The PMI for industrial activity in the United States fell sharply in October to 49.9 points from 52.0 in September, its lowest level in 28 months, at the start of the coronavirus pandemic. As for the PMI for the services sector, it too recorded a marked contraction.
Both indicators support the view that the U.S. economy is going backwards, which could prompt the Fed to change its course. For Andy Kapyrin of Regent Atlantic, the start of the earnings season is proving to be “less bad than the market expected”, which “fuels confidence” among investors.
Specialists are “hopeful that this crucial week for tech will also be good”, with Microsoft and Alphabet reporting on Tuesday, October 25, Meta on Wednesday, October 26, and Amazon and Apple on Thursday, October 27. Before opening the ball, Microsoft (+2.12%) and Alphabet (+1.47%) were sought after Monday, October 24.
Although these two sessions removed consecutive, Wall Street does not get carried away. “To me, this is a contrarian momentum,” says Nick Reece of Merk Investments. In the medium term, the market “will again fall to its lows” of the year and “the economy will enter a recession next year,” he says.
Also, the health sector has distinguished itself with the health insurer UnitedHealth (+1.47%), the biotech Amgen (+3.72%) or the pharmaceutical group Merck (+1.72%). Twitter (+3.27% to 51.52 USD) has started a decisive week for the platform.

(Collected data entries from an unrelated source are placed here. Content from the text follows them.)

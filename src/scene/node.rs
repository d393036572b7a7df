//! Scene Node
//!
//! One mounted 3D scene on the page: the glue that wires a single asset to
//! the page-scoped services.
//!
//! - the asset's [`AssetReportingAdapter`] reports to the readiness store;
//! - a [`ScrollSignal`] over the scene's region feeds the [`ContinuousAnimator`];
//! - a [`RenderGate`] decides per frame whether the scene draws;
//! - an optional [`EntranceSequencer`] owns the group transform until its
//!   timeline finishes, then hands it to the animator.
//!
//! Each component sits behind its own lock, and no lock is held while a
//! notification goes out: load reports and entrance lock changes are taken
//! under the lock and delivered after it is released, so subscribers may
//! query the scene freely.

use std::sync::atomic::{AtomicBool, AtomicU64, Ordering};
use std::sync::{Arc, Weak};

use glam::Vec3;
use parking_lot::Mutex;

use crate::animation::{
    AnimatorConfig, ContinuousAnimator, EntranceConfig, EntrancePhase, EntranceSequencer,
    OverlayState, SceneFrame,
};
use crate::assets::{
    AssetId, AssetReadinessStore, AssetReportingAdapter, PendingReport, ReadinessSnapshot,
};
use crate::clock::{FrameClock, FrameTime};
use crate::errors::Result;
use crate::render_gate::{RenderGate, RenderGateConfig, RenderMode};
use crate::scene::transform::{SharedTransform, Transform};
use crate::scroll::{Region, ScrollLock, ScrollProgress, ScrollSignal, ScrollSignalConfig, Viewport};
use crate::signal::{Broadcaster, Subscription};

/// Everything needed to mount one scene.
#[derive(Debug, Clone)]
pub struct SceneDescriptor {
    pub asset: AssetId,
    pub region: Region,
    pub scroll: ScrollSignalConfig,
    pub animator: AnimatorConfig,
    pub render_gate: RenderGateConfig,
    /// Staged intro; most scenes have none.
    pub entrance: Option<EntranceConfig>,
}

impl SceneDescriptor {
    #[must_use]
    pub fn new(asset: impl Into<AssetId>, region: Region) -> Self {
        Self {
            asset: asset.into(),
            region,
            scroll: ScrollSignalConfig::default(),
            animator: AnimatorConfig::default(),
            render_gate: RenderGateConfig::default(),
            entrance: None,
        }
    }

    #[must_use]
    pub fn with_scroll(mut self, scroll: ScrollSignalConfig) -> Self {
        self.scroll = scroll;
        self
    }

    #[must_use]
    pub fn with_animator(mut self, animator: AnimatorConfig) -> Self {
        self.animator = animator;
        self
    }

    #[must_use]
    pub fn with_render_gate(mut self, render_gate: RenderGateConfig) -> Self {
        self.render_gate = render_gate;
        self
    }

    #[must_use]
    pub fn with_entrance(mut self, entrance: EntranceConfig) -> Self {
        self.entrance = Some(entrance);
        self
    }
}

/// Page-scoped services a scene attaches to.
pub(crate) struct SceneContext<'a> {
    pub store: &'a Arc<AssetReadinessStore>,
    pub scroll_lock: &'a Arc<ScrollLock>,
    pub clock: &'a FrameClock,
    pub viewport: &'a Broadcaster<Viewport>,
    pub current_viewport: Viewport,
}

struct SceneInner {
    asset: AssetId,
    mounted: AtomicBool,

    reporter: Mutex<AssetReportingAdapter>,
    scroll: ScrollSignal,
    gate: Arc<RenderGate>,
    animator: Mutex<ContinuousAnimator>,
    entrance: Option<Mutex<EntranceSequencer>>,
    transform: SharedTransform,

    last_frame: Mutex<Option<SceneFrame>>,
    frames_rendered: AtomicU64,
}

impl SceneInner {
    fn is_mounted(&self) -> bool {
        self.mounted.load(Ordering::Acquire)
    }

    fn on_viewport(&self, viewport: Viewport) {
        if !self.is_mounted() {
            return;
        }
        self.gate.observe(&self.scroll.region(), &viewport);
        // Pushes to the animator through the scroll subscription.
        self.scroll.update(viewport);
    }

    fn on_readiness(&self, snapshot: &ReadinessSnapshot) {
        if !self.is_mounted() {
            return;
        }
        if let Some(entrance) = &self.entrance {
            let effects = entrance.lock().set_ready(snapshot.all_loaded);
            effects.apply();
        }
    }

    fn on_frame(&self, frame: &FrameTime) {
        if !self.is_mounted() {
            return;
        }

        let mut entrance_owns_transform = false;
        if let Some(entrance) = &self.entrance {
            let effects = {
                let mut entrance = entrance.lock();
                let effects = entrance.tick(frame.delta);
                entrance_owns_transform = entrance.phase() != EntrancePhase::Finished;
                effects
            };
            effects.apply();
        }

        let Some(dt) = self.gate.should_render(frame.delta) else {
            return;
        };

        if !entrance_owns_transform {
            let produced = self.animator.lock().tick(dt, frame.elapsed);
            if let Some(scene_frame) = produced {
                self.transform.write().apply_target(&scene_frame.transform);
                *self.last_frame.lock() = Some(scene_frame);
            }
        }
        self.frames_rendered.fetch_add(1, Ordering::Relaxed);
    }

    fn hand_off_to_animator(&self) {
        let target = self.transform.read().target();
        self.animator.lock().sync_transform(target);
        log::debug!("Scene `{}` handed over to continuous animation", self.asset);
    }
}

/// A mounted scene. Dropping it unmounts.
pub struct SceneNode {
    inner: Arc<SceneInner>,
    subscriptions: Vec<Subscription>,
}

impl SceneNode {
    pub(crate) fn mount(descriptor: SceneDescriptor, ctx: &SceneContext<'_>) -> Result<Self> {
        descriptor.animator.validate()?;
        descriptor.render_gate.validate()?;

        let scroll = ScrollSignal::new(descriptor.region, descriptor.scroll)?;
        let gate = RenderGate::new(descriptor.render_gate);

        let entrance = descriptor
            .entrance
            .as_ref()
            .map(|config| {
                EntranceSequencer::from_config(config, Arc::clone(ctx.scroll_lock))
                    .map(|seq| seq.with_render_gate(Arc::clone(&gate)))
            })
            .transpose()?;

        let animator = ContinuousAnimator::new(descriptor.animator);
        let transform = Transform::from_target(&animator.current()).shared();

        let inner = Arc::new(SceneInner {
            asset: descriptor.asset.clone(),
            mounted: AtomicBool::new(true),
            reporter: Mutex::new(AssetReportingAdapter::new(
                Arc::clone(ctx.store),
                descriptor.asset,
            )),
            scroll,
            gate,
            animator: Mutex::new(animator),
            entrance: entrance.map(Mutex::new),
            transform,
            last_frame: Mutex::new(None),
            frames_rendered: AtomicU64::new(0),
        });

        if let Some(entrance) = &inner.entrance {
            let weak = Arc::downgrade(&inner);
            entrance.lock().on_finished(move || {
                if let Some(inner) = weak.upgrade() {
                    inner.hand_off_to_animator();
                }
            });
        }

        let weak: Weak<SceneInner> = Arc::downgrade(&inner);
        let mut subscriptions = Vec::with_capacity(4);

        subscriptions.push(inner.scroll.subscribe({
            let weak = weak.clone();
            move |progress| {
                if let Some(inner) = weak.upgrade() {
                    inner.animator.lock().set_scroll(*progress);
                }
            }
        }));
        subscriptions.push(ctx.viewport.subscribe({
            let weak = weak.clone();
            move |viewport| {
                if let Some(inner) = weak.upgrade() {
                    inner.on_viewport(*viewport);
                }
            }
        }));
        subscriptions.push(ctx.store.subscribe({
            let weak = weak.clone();
            move |snapshot| {
                if let Some(inner) = weak.upgrade() {
                    inner.on_readiness(snapshot);
                }
            }
        }));
        subscriptions.push(ctx.clock.on_frame(move |frame| {
            if let Some(inner) = weak.upgrade() {
                inner.on_frame(frame);
            }
        }));

        inner.on_viewport(ctx.current_viewport);
        inner.on_readiness(&ctx.store.snapshot());

        log::debug!(
            "Mounted scene `{}` (entrance: {})",
            inner.asset,
            inner.entrance.is_some()
        );

        Ok(Self {
            inner,
            subscriptions,
        })
    }

    /// Called by the loader whenever the asset resource changes; `None` while
    /// placeholder geometry is shown. Reports to the store at most once per
    /// mount.
    pub fn on_resource<R: ?Sized>(&self, resource: Option<&R>) -> bool {
        if !self.inner.is_mounted() {
            return false;
        }
        if resource.is_some() {
            if let Some(entrance) = &self.inner.entrance {
                let effects = entrance
                    .lock()
                    .register_transform(Arc::clone(&self.inner.transform));
                effects.apply();
            }
        }
        let report = self.inner.reporter.lock().claim(resource);
        report.map(PendingReport::send).is_some()
    }

    /// Stops every callback of this scene. Idempotent.
    pub fn unmount(&mut self) {
        if !self.inner.mounted.swap(false, Ordering::AcqRel) {
            return;
        }
        self.subscriptions.clear();
        self.inner.reporter.lock().unmount();
        if let Some(entrance) = &self.inner.entrance {
            let effects = entrance.lock().unmount();
            effects.apply();
        }
        log::debug!("Unmounted scene `{}`", self.inner.asset);
    }

    #[must_use]
    pub fn is_mounted(&self) -> bool {
        self.inner.is_mounted()
    }

    #[must_use]
    pub fn asset(&self) -> &AssetId {
        &self.inner.asset
    }

    #[must_use]
    pub fn has_reported(&self) -> bool {
        self.inner.reporter.lock().has_reported()
    }

    #[must_use]
    pub fn transform(&self) -> SharedTransform {
        Arc::clone(&self.inner.transform)
    }

    #[must_use]
    pub fn scroll_progress(&self) -> ScrollProgress {
        self.inner.scroll.current()
    }

    #[must_use]
    pub fn region(&self) -> Region {
        self.inner.scroll.region()
    }

    /// Moves the scene's region, e.g. after a layout change.
    pub fn set_region(&self, region: Region) -> Result<()> {
        self.inner.scroll.set_region(region)
    }

    #[must_use]
    pub fn render_gate(&self) -> &Arc<RenderGate> {
        &self.inner.gate
    }

    #[must_use]
    pub fn render_mode(&self) -> RenderMode {
        self.inner.gate.mode()
    }

    /// Last animator output, or `None` before the first visible frame.
    #[must_use]
    pub fn frame(&self) -> Option<SceneFrame> {
        *self.inner.last_frame.lock()
    }

    /// Frames the render gate let through.
    #[must_use]
    pub fn frames_rendered(&self) -> u64 {
        self.inner.frames_rendered.load(Ordering::Relaxed)
    }

    #[must_use]
    pub fn entrance_phase(&self) -> Option<EntrancePhase> {
        self.inner.entrance.as_ref().map(|e| e.lock().phase())
    }

    #[must_use]
    pub fn overlay(&self) -> Option<OverlayState> {
        self.inner.entrance.as_ref().map(|e| e.lock().overlay())
    }

    #[must_use]
    pub fn camera_position(&self) -> Option<Vec3> {
        self.inner
            .entrance
            .as_ref()
            .and_then(|e| e.lock().camera_position())
    }
}

impl Drop for SceneNode {
    fn drop(&mut self) {
        self.unmount();
    }
}

impl std::fmt::Debug for SceneNode {
    fn fmt(&self, f: &mut std::fmt::Formatter<'_>) -> std::fmt::Result {
        f.debug_struct("SceneNode")
            .field("asset", &self.inner.asset)
            .field("mounted", &self.is_mounted())
            .field("frames_rendered", &self.frames_rendered())
            .finish_non_exhaustive()
    }
}
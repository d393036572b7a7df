//! Asset Readiness Store
//!
//! Tracks, for the declared asset set of one page visit, which assets have
//! finished loading, and pushes every change to its subscribers.
//!
//! # Invariants
//!
//! - `all_loaded` is true iff the declared set is non-empty and every declared
//!   id has reported.
//! - `initialize` replaces the declaration wholesale; nothing loaded under a
//!   previous declaration carries over.
//! - `mark_loaded` is idempotent and order-independent. Unknown ids are
//!   ignored.
//!
//! The store has no timeout. An asset that never reports keeps `all_loaded`
//! false for the rest of the visit.

use std::sync::Arc;

use parking_lot::RwLock;
use rustc_hash::FxHashMap;

use crate::assets::id::AssetId;
use crate::signal::{Broadcaster, Subscription};

/// `{loaded, total}` counts for a progress indicator.
#[derive(Debug, Clone, Copy, PartialEq, Eq, Default)]
pub struct LoadProgress {
    pub loaded: usize,
    pub total: usize,
}

impl LoadProgress {
    /// Fraction in `[0, 1]`; an empty declaration reports `0.0`.
    #[must_use]
    pub fn fraction(&self) -> f32 {
        if self.total == 0 {
            0.0
        } else {
            self.loaded as f32 / self.total as f32
        }
    }
}

/// Immutable view of the store, delivered to subscribers on every change.
#[derive(Debug, Clone)]
pub struct ReadinessSnapshot {
    /// Incremented by every `initialize`.
    pub generation: u64,
    pub progress: LoadProgress,
    pub all_loaded: bool,
    flags: Arc<FxHashMap<AssetId, bool>>,
}

impl ReadinessSnapshot {
    /// Loaded flag of `id`, or `None` when `id` is not declared.
    #[must_use]
    pub fn is_loaded(&self, id: &str) -> Option<bool> {
        self.flags.get(id).copied()
    }

    /// Per-id loaded flags of the current declaration.
    pub fn flags(&self) -> impl Iterator<Item = (&AssetId, bool)> {
        self.flags.iter().map(|(id, loaded)| (id, *loaded))
    }

    /// Declared ids that have not reported yet.
    #[must_use]
    pub fn pending(&self) -> Vec<AssetId> {
        let mut pending: Vec<AssetId> = self
            .flags
            .iter()
            .filter(|(_, loaded)| !**loaded)
            .map(|(id, _)| id.clone())
            .collect();
        pending.sort();
        pending
    }
}

/// Result of a single [`AssetReadinessStore::mark_loaded`] call.
#[derive(Debug, Clone, Copy, PartialEq, Eq)]
pub enum MarkOutcome {
    /// The id flipped from not loaded to loaded.
    Loaded,
    /// The id had already reported; nothing changed.
    AlreadyLoaded,
    /// The id is not part of the current declaration; ignored.
    Unknown,
}

#[derive(Default)]
struct ReadinessState {
    generation: u64,
    // Keys are exactly the declared ids.
    flags: Arc<FxHashMap<AssetId, bool>>,
    loaded_count: usize,
}

impl ReadinessState {
    fn all_loaded(&self) -> bool {
        !self.flags.is_empty() && self.loaded_count == self.flags.len()
    }

    fn snapshot(&self) -> ReadinessSnapshot {
        ReadinessSnapshot {
            generation: self.generation,
            progress: LoadProgress {
                loaded: self.loaded_count,
                total: self.flags.len(),
            },
            all_loaded: self.all_loaded(),
            flags: Arc::clone(&self.flags),
        }
    }
}

/// Page-scoped readiness state, shared by `Arc` with every consumer.
pub struct AssetReadinessStore {
    state: RwLock<ReadinessState>,
    changes: Broadcaster<ReadinessSnapshot>,
}

impl Default for AssetReadinessStore {
    fn default() -> Self {
        Self::new()
    }
}

impl AssetReadinessStore {
    /// Creates a store with an empty declaration (never ready).
    #[must_use]
    pub fn new() -> Self {
        Self {
            state: RwLock::default(),
            changes: Broadcaster::new(),
        }
    }

    /// Creates a store already initialized with `ids`.
    #[must_use]
    pub fn with_assets<I>(ids: I) -> Self
    where
        I: IntoIterator,
        I::Item: Into<AssetId>,
    {
        let store = Self::new();
        store.initialize(ids);
        store
    }

    /// Replaces the declared set and resets every flag to not loaded.
    pub fn initialize<I>(&self, ids: I)
    where
        I: IntoIterator,
        I::Item: Into<AssetId>,
    {
        let snapshot = {
            let mut state = self.state.write();
            let flags: FxHashMap<AssetId, bool> =
                ids.into_iter().map(|id| (id.into(), false)).collect();

            state.generation += 1;
            state.flags = Arc::new(flags);
            state.loaded_count = 0;

            if state.flags.is_empty() {
                log::warn!(
                    "Readiness store initialized with an empty asset set; readiness will never be reached"
                );
            } else {
                log::debug!(
                    "Readiness store generation {} declares {} assets",
                    state.generation,
                    state.flags.len()
                );
            }
            state.snapshot()
        };

        self.changes.emit(snapshot);
    }

    /// Records that `id` finished loading.
    pub fn mark_loaded(&self, id: &str) -> MarkOutcome {
        let snapshot = {
            let mut state = self.state.write();
            match state.flags.get(id).copied() {
                None => {
                    log::debug!("Ignoring load report for undeclared asset `{id}`");
                    return MarkOutcome::Unknown;
                }
                Some(true) => return MarkOutcome::AlreadyLoaded,
                Some(false) => {}
            }

            if let Some(flag) = Arc::make_mut(&mut state.flags).get_mut(id) {
                *flag = true;
            }
            state.loaded_count += 1;

            let snapshot = state.snapshot();
            if snapshot.all_loaded {
                log::info!(
                    "All {} declared assets loaded (generation {})",
                    snapshot.progress.total,
                    snapshot.generation
                );
            } else {
                log::trace!(
                    "Asset `{id}` loaded ({}/{})",
                    snapshot.progress.loaded,
                    snapshot.progress.total
                );
            }
            snapshot
        };

        self.changes.emit(snapshot);
        MarkOutcome::Loaded
    }

    #[must_use]
    pub fn snapshot(&self) -> ReadinessSnapshot {
        self.state.read().snapshot()
    }

    #[must_use]
    pub fn is_all_loaded(&self) -> bool {
        self.state.read().all_loaded()
    }

    #[must_use]
    pub fn progress(&self) -> LoadProgress {
        let state = self.state.read();
        LoadProgress {
            loaded: state.loaded_count,
            total: state.flags.len(),
        }
    }

    #[must_use]
    pub fn is_declared(&self, id: &str) -> bool {
        self.state.read().flags.contains_key(id)
    }

    /// Pushes a snapshot to `callback` on every change. The current state is
    /// not replayed; read [`Self::snapshot`] for that.
    #[must_use = "dropping the Subscription unsubscribes immediately"]
    pub fn subscribe(
        &self,
        callback: impl Fn(&ReadinessSnapshot) + Send + Sync + 'static,
    ) -> Subscription {
        self.changes.subscribe(callback)
    }

    /// Channel flavour of [`Self::subscribe`].
    #[must_use = "dropping the Subscription unsubscribes immediately"]
    pub fn subscribe_channel(&self) -> (flume::Receiver<ReadinessSnapshot>, Subscription) {
        self.changes.subscribe_channel()
    }
}

impl std::fmt::Debug for AssetReadinessStore {
    fn fmt(&self, f: &mut std::fmt::Formatter<'_>) -> std::fmt::Result {
        let state = self.state.read();
        f.debug_struct("AssetReadinessStore")
            .field("generation", &state.generation)
            .field("loaded", &state.loaded_count)
            .field("total", &state.flags.len())
            .finish_non_exhaustive()
    }
}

The Delaware court in charge of the litigation with Elon Musk, gave the entrepreneur until Friday evening, October 28, to finalize the acquisition of the social network. “We continue to believe that the transaction will happen this week,” had written Friday analysts at Wedbush Securities.
Sign that investors favour the hypothesis of finalization of the acquisition, the price of the group with the blue bird is now close to the price proposed by Elon Musk, that is to say, 54.20 USD the share. On the other hand, Tesla has declined (-1.49% to 211.25 USD), the only Nasdaq stock to finish in the red.
Some investors and analysts are concerned about the possible sale of new shares by Elon Musk, CEO of the electric vehicle manufacturer, as well as possible interference of the Twitter case in the management of the group.
Chinese companies listed on Wall Street had a very bad day after the re-election of Chinese President Xi Jinping on Sunday, October 23. Alibaba fell by 12.51% to 63.15 USD, while JD.com (-13.02%) and Pinduoduo (-24.61%) also plunged. The same trajectory for Yum China (-13.96%), which controls KFC, Taco Bell and Pizza Hut in China.